One non-verbal individual with autism was suspected of draft evasion. To prove their son's disability, his parents had to get him examined three separate times and submit new medical certificates.

==== Taiwan ====
In Taiwan, individuals who are diagnosed with autism are exempt from military service.

=== Countries with an all-volunteer military ===

==== United States of America ====
The Department of Defense has an official policy that excludes all autistic individuals from military service. In reality, individuals with autism who apply to join the U.S. military are disqualified during the screening process.

A soldier who is diagnosed with autism while already on active duty may continue to serve instead of being discharged. After serving in the U.S. Air Force for nearly a decade, including multiple tours in the Middle East, Major Daniel Kiser was diagnosed with autism. With the support of his superiors, he was able to continue his service as an instructor, and he credits his autism with helping him in his role. Service members with autism are often diagnosed in secret after they join the military, and they believe that their successful careers could be jeopardized if their condition becomes known.

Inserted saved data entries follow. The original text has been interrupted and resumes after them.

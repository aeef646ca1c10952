//! Public contact form

use axum::{Json, extract::State, response::IntoResponse};
use axum_extra::extract::WithRejection;
use common::validation::validate_email;
use serde::Deserialize;
use serde_json::json;
use tracing::{error, info, warn};

use crate::error::{ApiError, ApiResult};
use crate::mailer::ContactMessage;
use crate::models::optional_text;
use crate::state::AppState;

#[derive(Deserialize)]
pub struct ContactRequest {
    pub name: Option<String>,
    pub email: Option<String>,
    pub message: Option<String>,
}

pub async fn send_contact(
    State(state): State<AppState>,
    WithRejection(Json(request), _): WithRejection<Json<ContactRequest>, ApiError>,
) -> ApiResult<impl IntoResponse> {
    let (Some(name), Some(email), Some(message)) = (
        optional_text(request.name.as_ref()),
        optional_text(request.email.as_ref()),
        optional_text(request.message.as_ref()),
    ) else {
        return Err(ApiError::Validation("Missing fields".to_string()));
    };
    validate_email(&email).map_err(ApiError::Validation)?;

    let Some(mailer) = state.mailer.as_ref() else {
        warn!("Contact message dropped: email service not configured");
        return Err(ApiError::Unavailable("Email service not configured"));
    };

    let id = mailer
        .send_contact(&ContactMessage {
            name,
            email,
            message,
        })
        .await
        .map_err(|e| {
            error!("Failed to forward contact message: {:#}", e);
            ApiError::InternalServerError
        })?;

    info!("Contact message forwarded");
    Ok(Json(json!({ "ok": true, "id": id })))
}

Neurodiversity advocates argue that military enlistment standards should be revised and that the military itself should be reorganized to better accommodate neurodivergent individuals. Cortney Weinbaum argues that the military should embrace neurodiversity for the sake of U.S. national security.

Cortney Weinbaum, Omair Khan, Teresa D. Thomas, and Bradley D. Stein, in their research, assert that embracing neurodiversity can enhance U.S. national security. They contend that the U.S. government is wrong to treat neurodivergent individuals as disabled and that the military should redesign its structure with neurodiversity in mind. Their recommendations include: Providing equal accommodations to all employees to lessen the impact of sensory stimuli. Creating specific, jargon-free job descriptions for neurodivergent applicants and improving interview processes. Educating all staff on neurodiversity. Systematically reforming the military organization to be neurodiversity-friendly.

However if conscription were to be reinstated in the United States, individuals with autism could be drafted and even serve if they pass physical examination despite the rule normally excluding all individuals with autism. However, those with moderate to severe autism would likely find it difficult to pass the physical examination.

==== Poland ====
The Polish Ministry of National Defence rejects active military service for individuals with autism spectrum disorder. However, they are not automatically excluded from being candidates for active duty in the Territorial Defence Force. Furthermore, individuals with autism are permitted to work as civilian employees for the Ministry of National Defence.